What to produce
From the first line of the material through the line containing "fn bench_suffix_array_scaling(c: &mut", restate everything word for word and nothing more.

Extracted records
//! Predicate function benchmarks.
//!
//! Measures key generation for the text predicates of a string variable.

use criterion::{black_box, criterion_group, criterion_main, BenchmarkId, Criterion, Throughput};
use rand::rngs::StdRng;
use rand::{Rng, SeedableRng};

use blocklink::predicates::{functions, phonetic};
use blocklink::variables::{BASE_STRING_FUNCTIONS, SHORT_STRING_FUNCTIONS};
use blocklink::FieldValue;

const WORDS: &[&str] = &[
    "donald", "duck", "goofy", "mickey", "mouse", "daisy", "pluto", "minnie", "scrooge",
    "mcduck", "street", "avenue", "1992", "apt", "4b", "unit", "12",
];

/// Generate name/address-like values of `tokens` words each.
fn generate_values(count: usize, tokens: usize) -> Vec<String> {
    let mut rng = StdRng::seed_from_u64(42);
    (0..count)
        .map(|_| {
            (0..tokens)
                .map(|_| WORDS[rng.gen_range(0..WORDS.len())])
                .collect::<Vec<_>>()
                .join(" ")
        })
        .collect()
}

/// Benchmark every string predicate over a batch of values.
fn bench_string_functions(c: &mut Criterion) {
    let mut group = c.benchmark_group("string_functions");
    let values: Vec<FieldValue> = generate_values(1_000, 4)
        .into_iter()
        .map(FieldValue::text)
        .collect();
    group.throughput(Throughput::Elements(values.len() as u64));

    for function in BASE_STRING_FUNCTIONS.iter().chain(SHORT_STRING_FUNCTIONS.iter()) {
        group.bench_with_input(
            BenchmarkId::new("function", function.name()),
            &values,
            |b, values| {
                b.iter(|| {
                    for value in values {
                        black_box(function.apply(value).unwrap());
                    }
                })
            },
        );
    }

    group.finish();
}

/// Benchmark suffix arrays as the value length grows.
fn bench_suffix_array_scaling(c: &mut Criterion) {
    let mut group = c.benchmark_group("suffix_array_scaling");

    for tokens in [1, 4, 16, 64].iter() {
        let value = generate_values(1, *tokens).remove(0);
        group.throughput(Throughput::Bytes(value.len() as u64));
        group.bench_with_input(BenchmarkId::new("tokens", tokens), &value, |b, value| {
            b.iter(|| black_box(functions::suffix_array_keys(value)))
        });
    }

    group.finish();
}

/// Benchmark the phonetic encoder alone.
fn bench_double_metaphone(c: &mut Criterion) {
    let values = generate_values(1_000, 1);
    c.bench_function("double_metaphone", |b| {
        b.iter(|| {
            for value in &values {
                black_box(phonetic::double_metaphone(value));
            }
        })
    });
}

criterion_group!(
    benches,
    bench_string_functions,
    bench_suffix_array_scaling,
    bench_double_metaphone,
);
criterion_main!(benches);
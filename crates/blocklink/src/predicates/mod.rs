//! Blocking predicates and the key-generating functions behind them.

pub mod functions;
pub mod phonetic;

mod function;
mod index;
mod predicate;

pub use function::{PredicateFunction, ValueDomain};
pub use index::{IndexKind, IndexService, PrecomputedIndex};
pub use predicate::{
    index_predicates, CompoundPredicate, ExistsPredicate, IndexPredicate, Predicate,
    SimplePredicate, EXISTS_KEY,
};
//! Canonical text renderings for block keys and display names.
//!
//! Keys must be reproducible byte for byte, so values are rendered in the
//! literal form used by existing blocking indexes: `'quoted'` strings,
//! `['a', 'b']` lists, `{'a', 'b'}` sets and shortest round-trip floats
//! that always carry a decimal point.

use std::collections::BTreeSet;

/// Render a float in shortest round-trip form, e.g. `1.1`, `3.0`, `1e-05`.
pub fn float(value: f64) -> String {
    if value.is_nan() {
        return "nan".to_string();
    }
    if value.is_infinite() {
        return if value > 0.0 { "inf" } else { "-inf" }.to_string();
    }

    let magnitude = value.abs();
    if magnitude != 0.0 && !(1e-4..1e16).contains(&magnitude) {
        return exponent(value);
    }

    let shortest = format!("{}", value);
    if shortest.contains('.') {
        shortest
    } else {
        format!("{}.0", shortest)
    }
}

/// Exponent notation with at least two exponent digits, e.g. `1.5e-07`.
fn exponent(value: f64) -> String {
    let raw = format!("{:e}", value);
    let Some((mantissa, exp)) = raw.split_once('e') else {
        return raw;
    };
    let (sign, digits) = match exp.strip_prefix('-') {
        Some(d) => ('-', d),
        None => ('+', exp),
    };
    format!("{}e{}{:0>2}", mantissa, sign, digits)
}

/// Round to one decimal place, ties to even on the exact binary value.
pub fn round_tenth(value: f64) -> f64 {
    format!("{:.1}", value).parse().unwrap_or(value)
}

/// Quote a string the way literal reprs do.
pub fn quoted(value: &str) -> String {
    let quote = if value.contains('\'') && !value.contains('"') {
        '"'
    } else {
        '\''
    };

    let mut out = String::with_capacity(value.len() + 2);
    out.push(quote);
    for ch in value.chars() {
        match ch {
            '\\' => out.push_str("\\\\"),
            '\n' => out.push_str("\\n"),
            '\r' => out.push_str("\\r"),
            '\t' => out.push_str("\\t"),
            c if c == quote => {
                out.push('\\');
                out.push(c);
            }
            c => out.push(c),
        }
    }
    out.push(quote);
    out
}

/// Render a list of strings, e.g. `['a', 'b']`.
pub fn list<S: AsRef<str>>(items: &[S]) -> String {
    let inner: Vec<String> = items.iter().map(|s| quoted(s.as_ref())).collect();
    format!("[{}]", inner.join(", "))
}

/// Render a set of strings in sorted order, e.g. `{'a', 'b'}`.
pub fn set(items: &BTreeSet<String>) -> String {
    if items.is_empty() {
        return "set()".to_string();
    }
    let inner: Vec<String> = items.iter().map(|s| quoted(s)).collect();
    format!("{{{}}}", inner.join(", "))
}

#[cfg(test)]
mod tests {
    use super::*;

    #[test]
    fn test_float() {
        assert_eq!(float(1.1), "1.1");
        assert_eq!(float(2.0), "2.0");
        assert_eq!(float(-0.5), "-0.5");
        assert_eq!(float(0.0), "0.0");
        assert_eq!(float(0.00001), "1e-05");
        assert_eq!(float(1.5e20), "1.5e+20");
    }

    #[test]
    fn test_round_tenth() {
        assert_eq!(round_tenth(1.11), 1.1);
        assert_eq!(round_tenth(2.27), 2.3);
        assert_eq!(round_tenth(-1.19), -1.2);
    }

    #[test]
    fn test_quoted() {
        assert_eq!(quoted("i"), "'i'");
        assert_eq!(quoted("don't"), "\"don't\"");
        assert_eq!(quoted("a\nb"), "'a\\nb'");
    }

    #[test]
    fn test_list_and_set() {
        assert_eq!(list(&["a", "b"]), "['a', 'b']");
        let items: BTreeSet<String> = ["goofy".to_string()].into_iter().collect();
        assert_eq!(set(&items), "{'goofy'}");
        assert_eq!(set(&BTreeSet::new()), "set()");
    }
}
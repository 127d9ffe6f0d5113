//! The data model: every variable of a linkage configuration, expanded.

mod featurizer;
mod persistence;

use indexmap::{IndexMap, IndexSet};
use tracing::debug;

use crate::comparators::ComparatorRegistry;
use crate::error::{BlockingError, Result};
use crate::predicates::Predicate;
use crate::record::FieldValue;
use crate::variables::{ModelConfig, Variable, VariableDefinition, VariableType};

use featurizer::Featurizer;

pub use persistence::{PersistedModel, FORMAT_VERSION};

/// A built and expanded set of variables.
///
/// Variables keep definition order. Interactions are expanded against the
/// complete model before it is handed out.
#[derive(Debug, Clone)]
pub struct DataModel {
    variables: IndexMap<String, Variable>,
    featurizer: Featurizer,
    config: ModelConfig,
    registry: ComparatorRegistry,
}

/// Builder for [`DataModel`].
#[derive(Debug, Default)]
pub struct DataModelBuilder {
    definitions: Vec<VariableDefinition>,
    config: Option<ModelConfig>,
    registry: Option<ComparatorRegistry>,
}

impl DataModelBuilder {
    pub fn definition(mut self, definition: VariableDefinition) -> Self {
        self.definitions.push(definition);
        self
    }

    pub fn definitions(mut self, definitions: impl IntoIterator<Item = VariableDefinition>) -> Self {
        self.definitions.extend(definitions);
        self
    }

    pub fn config(mut self, config: ModelConfig) -> Self {
        self.config = Some(config);
        self
    }

    pub fn registry(mut self, registry: ComparatorRegistry) -> Self {
        self.registry = Some(registry);
        self
    }

    pub fn build(self) -> Result<DataModel> {
        let config = self.config.unwrap_or_default();
        let registry = self
            .registry
            .unwrap_or_else(ComparatorRegistry::with_builtins);

        let variables = self
            .definitions
            .iter()
            .map(|definition| Variable::from_definition(definition, &config, &registry))
            .collect::<Result<Vec<Variable>>>()?;

        DataModel::assemble(variables, config, registry)
    }
}

impl DataModel {
    /// Build a model with the default configuration and built-in comparators.
    pub fn new(definitions: &[VariableDefinition]) -> Result<Self> {
        Self::builder().definitions(definitions.iter().cloned()).build()
    }

    pub fn builder() -> DataModelBuilder {
        DataModelBuilder::default()
    }

    /// Index constructed variables by name and expand the interactions.
    pub(crate) fn assemble(
        constructed: Vec<Variable>,
        config: ModelConfig,
        registry: ComparatorRegistry,
    ) -> Result<Self> {
        let mut variables: IndexMap<String, Variable> = IndexMap::with_capacity(constructed.len());
        for variable in constructed {
            let name = variable.name().to_string();
            if variables.contains_key(&name) {
                return Err(BlockingError::Configuration(format!(
                    "duplicate variable name '{}'",
                    name
                )));
            }
            variables.insert(name, variable);
        }

        let snapshot = variables.clone();
        for variable in variables.values_mut() {
            if let Variable::Interaction(interaction) = variable {
                interaction.expand(&snapshot)?;
            }
        }

        let featurizer = Featurizer::new(&variables)?;
        debug!(
            variables = variables.len(),
            features = featurizer.names().len(),
            "assembled data model"
        );

        Ok(Self {
            variables,
            featurizer,
            config,
            registry,
        })
    }

    /// Variables in definition order.
    pub fn variables(&self) -> impl Iterator<Item = &Variable> {
        self.variables.values()
    }

    pub fn get(&self, name: &str) -> Option<&Variable> {
        self.variables.get(name)
    }

    pub fn len(&self) -> usize {
        self.variables.len()
    }

    pub fn is_empty(&self) -> bool {
        self.variables.is_empty()
    }

    pub fn config(&self) -> &ModelConfig {
        &self.config
    }

    pub fn registry(&self) -> &ComparatorRegistry {
        &self.registry
    }

    /// Every predicate of every variable, in model order, without duplicates.
    pub fn predicates(&self) -> Vec<Predicate> {
        let unique: IndexSet<&Predicate> = self
            .variables
            .values()
            .flat_map(|variable| variable.predicates())
            .collect();
        unique.into_iter().cloned().collect()
    }

    /// Names of the feature-vector columns.
    pub fn feature_names(&self) -> &[String] {
        self.featurizer.names()
    }

    /// Feature vector comparing two records.
    pub fn distances(&self, a: &[FieldValue], b: &[FieldValue]) -> Vec<f64> {
        self.featurizer.distances(&self.variables, a, b)
    }

    /// The value kind each referenced field should be read as.
    ///
    /// Set, price and lat/long variables decide the kind of their field;
    /// every other field is read as text.
    pub fn field_kinds(&self) -> Vec<(usize, VariableType)> {
        let mut kinds: IndexMap<usize, VariableType> = IndexMap::new();
        for variable in self.variables.values() {
            let definition = variable.definition();
            let Some(field_index) = definition.field_index else {
                continue;
            };
            if !definition.variable_type.is_field() {
                continue;
            }
            let kind = match definition.variable_type {
                t @ (VariableType::Set | VariableType::Price | VariableType::LatLong) => t,
                _ => VariableType::Text,
            };
            let entry = kinds.entry(field_index).or_insert(kind);
            if *entry == VariableType::Text {
                *entry = kind;
            }
        }
        let mut kinds: Vec<(usize, VariableType)> = kinds.into_iter().collect();
        kinds.sort_by_key(|(index, _)| *index);
        kinds
    }
}

#[cfg(test)]
mod tests {
    use super::*;

    fn definitions() -> Vec<VariableDefinition> {
        vec![
            VariableDefinition::field(0, VariableType::String).with_variable_name("name"),
            VariableDefinition::field(1, VariableType::Price)
                .with_variable_name("price")
                .with_missing(true),
            VariableDefinition::interaction(["name", "price"]),
        ]
    }

    #[test]
    fn test_builds_and_expands() {
        let model = DataModel::new(&definitions()).unwrap();
        assert_eq!(model.len(), 3);

        let interaction = model.get("(Interaction: ['name', 'price'])").unwrap();
        match interaction {
            Variable::Interaction(v) => {
                assert!(v.has_missing);
                assert_eq!(v.higher_vars.len(), 1);
            }
            other => panic!("unexpected variable {}", other.name()),
        }
    }

    #[test]
    fn test_duplicate_names_are_rejected() {
        let defs = vec![
            VariableDefinition::field(0, VariableType::Text).with_variable_name("x"),
            VariableDefinition::field(1, VariableType::Exact).with_variable_name("x"),
        ];
        let err = DataModel::new(&defs).unwrap_err();
        assert!(err.to_string().contains("duplicate"));
    }

    #[test]
    fn test_predicates_are_deduplicated() {
        let defs = vec![
            VariableDefinition::field(0, VariableType::Exact).with_variable_name("a"),
            VariableDefinition::field(0, VariableType::Exact).with_variable_name("b"),
        ];
        let model = DataModel::new(&defs).unwrap();
        assert_eq!(model.predicates().len(), 1);
    }

    #[test]
    fn test_feature_layout() {
        let model = DataModel::new(&definitions()).unwrap();
        assert_eq!(
            model.feature_names(),
            &[
                "name".to_string(),
                "price".to_string(),
                "(Interaction: ['name', 'price'])".to_string(),
                "(price: Not Missing)".to_string(),
                "((Interaction: ['name', 'price']): Not Missing)".to_string(),
            ]
        );
    }

    #[test]
    fn test_distances() {
        let model = DataModel::new(&definitions()).unwrap();
        let a = vec![FieldValue::text("ab"), FieldValue::Number(10.0)];
        let b = vec![FieldValue::text("ab"), FieldValue::Number(1000.0)];
        let features = model.distances(&a, &b);
        assert_eq!(features.len(), 5);
        assert_eq!(features[0], 0.5);
        assert_eq!(features[1], 2.0);
        assert_eq!(features[2], 1.0);
        assert_eq!(features[3], 1.0);
        assert_eq!(features[4], 1.0);

        let c = vec![FieldValue::text("ab"), FieldValue::Missing];
        let features = model.distances(&a, &c);
        assert_eq!(features[1], 0.0);
        assert_eq!(features[2], 0.0);
        assert_eq!(features[3], 0.0);
        assert_eq!(features[4], 0.0);
    }

    #[test]
    fn test_categorical_interaction_columns() {
        let defs = vec![
            VariableDefinition::field(0, VariableType::Categorical)
                .with_categories(["a", "b"])
                .with_variable_name("kind"),
            VariableDefinition::field(1, VariableType::Exact).with_variable_name("code"),
            VariableDefinition::interaction(["kind", "code"]),
        ];
        let model = DataModel::new(&defs).unwrap();
        // 2 dummies + code + 2 derived interactions
        assert_eq!(model.feature_names().len(), 5);

        let a = vec![FieldValue::text("b"), FieldValue::text("x")];
        let b = vec![FieldValue::text("b"), FieldValue::text("x")];
        assert_eq!(model.distances(&a, &b), vec![1.0, 0.0, 1.0, 1.0, 0.0]);
    }

    #[test]
    fn test_field_kinds() {
        let defs = vec![
            VariableDefinition::field(2, VariableType::Exists),
            VariableDefinition::field(2, VariableType::Set),
            VariableDefinition::field(0, VariableType::Text),
            VariableDefinition::field(1, VariableType::LatLong),
        ];
        let model = DataModel::new(&defs).unwrap();
        assert_eq!(
            model.field_kinds(),
            vec![
                (0, VariableType::Text),
                (1, VariableType::LatLong),
                (2, VariableType::Set),
            ]
        );
    }
}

Finished exercise
//! Predicate function benchmarks.
//!
//! Measures key generation for the text predicates of a string variable.

use criterion::{black_box, criterion_group, criterion_main, BenchmarkId, Criterion, Throughput};
use rand::rngs::StdRng;
use rand::{Rng, SeedableRng};

use blocklink::predicates::{functions, phonetic};
use blocklink::variables::{BASE_STRING_FUNCTIONS, SHORT_STRING_FUNCTIONS};
use blocklink::FieldValue;

const WORDS: &[&str] = &[
    "donald", "duck", "goofy", "mickey", "mouse", "daisy", "pluto", "minnie", "scrooge",
    "mcduck", "street", "avenue", "1992", "apt", "4b", "unit", "12",
];

/// Generate name/address-like values of `tokens` words each.
fn generate_values(count: usize, tokens: usize) -> Vec<String> {
    let mut rng = StdRng::seed_from_u64(42);
    (0..count)
        .map(|_| {
            (0..tokens)
                .map(|_| WORDS[rng.gen_range(0..WORDS.len())])
                .collect::<Vec<_>>()
                .join(" ")
        })
        .collect()
}

/// Benchmark every string predicate over a batch of values.
fn bench_string_functions(c: &mut Criterion) {
    let mut group = c.benchmark_group("string_functions");
    let values: Vec<FieldValue> = generate_values(1_000, 4)
        .into_iter()
        .map(FieldValue::text)
        .collect();
    group.throughput(Throughput::Elements(values.len() as u64));

    for function in BASE_STRING_FUNCTIONS.iter().chain(SHORT_STRING_FUNCTIONS.iter()) {
        group.bench_with_input(
            BenchmarkId::new("function", function.name()),
            &values,
            |b, values| {
                b.iter(|| {
                    for value in values {
                        black_box(function.apply(value).unwrap());
                    }
                })
            },
        );
    }

    group.finish();
}

/// Benchmark suffix arrays as the value length grows.
fn bench_suffix_array_scaling(c: &mut Criterion) {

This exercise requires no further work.